I've been reading about internships that take place without the intern being physically present. How would that work in this industry? Would it work?
I spent the last year mentoring four young sound editors, and its only just ended - rather than write lots here I'll write a post sometime about it & also ask the four interns to explain what they got from it....
I took two simultaneous approaches
If an intern had a question or problem or specific need, they could ask me (usually via email) and my approach to being a mentor means I wouldn't provide answers but would help direct them to find their own answers.... This often worked best when all five of us began a discussion...
Over the length of the 12 months I personally did 3 feature films, and I explained my approach to them, as I worked through each stage; from reading script & doing a script break down for sound, pitching for a project, spotting and then progressing through all of sound editorial & predubs, final mix etc... I sent them screenshots of sessions (as well as actual sessions via ftp) and it worked well as each of the three films was quite different in style & requirements....
I do intend to run another 12 month virtual internship but I'm having a holiday at the moment and enjoying working on my own stuff! If you're interested in applying you can read about the process last time (plus all the update posts including the actual application questions & mute clip that I asked potential interns to describe their approach to) http://www.musicofsound.co.nz/blog/need-a-mentor
But ask specific questions here if you want?
Although I continue active as a sound designer (just finished a feature Dreams Awake earlier this year), my focus at the moment is as an educator, offering information and experience for as many people as possible through my book Sound Design and classes on site and online. So in a way, the webinars I've just started (see sounddesignforpros.com) are functioning like a virtual internship by helping the participants with their craft and creativity.
But I also have been working with interns on specific projects that relate to my needs. For example, I've been recording amazing, quite long and in depth interviews with top sound designers in film, games and other audiovisual media, and needed transcripts so I can include these on my site and the upcoming second edition of my book. So this gave an opportunity to a recent film school grad to hear these masters speak, and also take my webinars for free. Another arena that I'm seeking help with is getting the word out about the webinars into facebook, twitter, etc., and I can once again offer a free place in my webinar series for those who can really put in some time to help me on the tech and blog side of things. (There will be a free intro webinar Aug. 24.)
Another area I'm interested in developing and need support, is finding and posting links to examples of specific sound design principles that will demonstrate the theory presented in the book. And a much bigger project for the future is expanding this last idea with fun educational games and contests for people to submit their own creations, maybe with some kind of prizes. I would need some help in making all this happen, interns that would be involved in more than just sound editing, but in a whole creative entrepreneurial approach.

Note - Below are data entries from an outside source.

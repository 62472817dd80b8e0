//! Spell variants and their targets.

use serde::{Deserialize, Serialize};

use crate::battle::{Element, Pos};

/// The eleven spell behaviors.
#[derive(Debug, Clone, Copy, PartialEq, Eq, Hash, Serialize, Deserialize)]
#[serde(rename_all = "snake_case")]
pub enum SpellKind {
    /// Hits the living boss, else the first living enemy.
    SingleTarget,
    /// Hits every living enemy for full damage.
    AllTargets,
    /// Hits an enemy the player picks.
    SelectEnemy,
    /// Clears a row the player picks.
    SelectRow,
    /// Clears a column the player picks.
    SelectColumn,
    /// Clears the 3x3 area around a cell the player picks.
    SelectArea,
    /// Restores player HP.
    Heal,
    /// Delays every living enemy's next attack.
    Shield,
    /// Recolors random gems to the caster's element.
    Transform,
    /// Permutes gem types among filled cells.
    Shuffle,
    /// Clears every gem of the rarest type.
    PurgeRarest,
}

/// What a spell needs from the player before it can resolve.
#[derive(Debug, Clone, Copy, PartialEq, Eq, Serialize)]
#[serde(rename_all = "snake_case")]
pub enum TargetKind {
    /// Resolves on its own.
    Auto,
    /// An enemy index.
    Enemy,
    /// A row index.
    Row,
    /// A column index.
    Column,
    /// A grid cell.
    Cell,
}

/// A player-chosen target.
#[derive(Debug, Clone, Copy, PartialEq, Eq, Serialize, Deserialize)]
#[serde(rename_all = "snake_case")]
pub enum SpellTarget {
    /// An enemy index.
    Enemy(usize),
    /// A row index.
    Row(usize),
    /// A column index.
    Column(usize),
    /// A grid cell.
    Cell(Pos),
}

impl SpellKind {
    /// Every variant.
    pub const ALL: [SpellKind; 11] = [
        SpellKind::SingleTarget,
        SpellKind::AllTargets,
        SpellKind::SelectEnemy,
        SpellKind::SelectRow,
        SpellKind::SelectColumn,
        SpellKind::SelectArea,
        SpellKind::Heal,
        SpellKind::Shield,
        SpellKind::Transform,
        SpellKind::Shuffle,
        SpellKind::PurgeRarest,
    ];

    /// The target this variant needs.
    #[must_use]
    pub const fn target_kind(self) -> TargetKind {
        match self {
            SpellKind::SelectEnemy => TargetKind::Enemy,
            SpellKind::SelectRow => TargetKind::Row,
            SpellKind::SelectColumn => TargetKind::Column,
            SpellKind::SelectArea => TargetKind::Cell,
            _ => TargetKind::Auto,
        }
    }

    /// True for variants that empty grid cells and need gravity afterwards.
    #[must_use]
    pub const fn clears_grid(self) -> bool {
        matches!(
            self,
            SpellKind::SelectRow | SpellKind::SelectColumn | SpellKind::SelectArea | SpellKind::PurgeRarest
        )
    }
}

impl TargetKind {
    /// True if the player must pick something.
    #[must_use]
    pub const fn needs_selection(self) -> bool {
        !matches!(self, TargetKind::Auto)
    }

    /// Prompt shown while waiting for a selection.
    #[must_use]
    pub const fn prompt(self) -> &'static str {
        match self {
            TargetKind::Auto => "",
            TargetKind::Enemy => "Select an enemy",
            TargetKind::Row => "Select a row",
            TargetKind::Column => "Select a column",
            TargetKind::Cell => "Select a cell",
        }
    }

    /// True if `target` is the right shape for this kind.
    #[must_use]
    pub const fn accepts(self, target: &SpellTarget) -> bool {
        matches!(
            (self, target),
            (TargetKind::Enemy, SpellTarget::Enemy(_))
                | (TargetKind::Row, SpellTarget::Row(_))
                | (TargetKind::Column, SpellTarget::Column(_))
                | (TargetKind::Cell, SpellTarget::Cell(_))
        )
    }
}

/// A configured spell.
#[derive(Debug, Clone, PartialEq, Eq, Serialize)]
pub struct Spell {
    /// Registry id.
    pub id: String,
    /// Display name.
    pub name: String,
    /// Behavior.
    pub kind: SpellKind,
    /// Element used for damage modifiers and transforms.
    pub element: Element,
    /// Power before mana scaling.
    pub base_power: u32,
    /// Minimum mana needed to cast. Casting spends all mana regardless.
    pub mana_cost: u32,
}

impl Spell {
    /// The target this spell needs.
    #[must_use]
    pub const fn target_kind(&self) -> TargetKind {
        self.kind.target_kind()
    }
}

/// Power scale from banked mana: 100 mana is 1.0x.
#[must_use]
pub fn mana_multiplier(mana: u32) -> f64 {
    f64::from(mana) / 100.0
}

/// Scale a power value by banked mana, flooring the result.
#[must_use]
#[allow(clippy::cast_possible_truncation, clippy::cast_sign_loss)]
pub fn scale_by_mana(power: u32, mana: u32) -> u32 {
    (f64::from(power) * mana_multiplier(mana)).floor() as u32
}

One thing I've noticed about the success of an internship relationship is the component of commitment. I write from both sides of the equation here. You've got to be honest with your mentor about your availability and what you really want to get out of it, because if the mentor takes the time to share those many years of knowledge and experience, you should be clear on what you commit to give in exchange, and stick to it. Everyone wants a win-win situation, and it's more likely to happen if you can say, for example, how many hours a week you can devote, what skills you have to offer and what you hope to gain. And this goes for the mentor as well, as a two way street.
So if anyone anywhere in the world has the time and interest to be involved in Sound Design for Pros and my other projects, please contact me by email and we can see what fits for both sides.
Although I've never had (or been) a virtual intern, I can draw upon my own internship and which experiences were the most valuable.
In my opinion, the role of an intern is to learn the craft and learn the business, and in doing so perhaps help the business owner build his own company and possibly secure a permanent position there. How could this be done virtually?
- Craft essentials: Recording. Be assigned a recording task in your local area and see how well you perform it. For example, you live in Texas and are asked to record several different perspectives of an oil derrick.
- Craft essentials: Mastering & Editing. Master the oil derrick recordings and prepare them for library archiving and later retrieval. This would require DAW editing, data management and metadata skills.
- Observe sessions in progress via Skype, iChat, etc.
- Receive sample sessions and flush them out with further sound editorial and design, to be later reviewed and critiqued.
- Write essays on the craft, why you think you would do well in it, how you could overcome potential challenges, etc.
Just a few ideas there, I'm sure there are many, many more. If you have the opportunity to participate in a relationship like this, then I highly recommend it!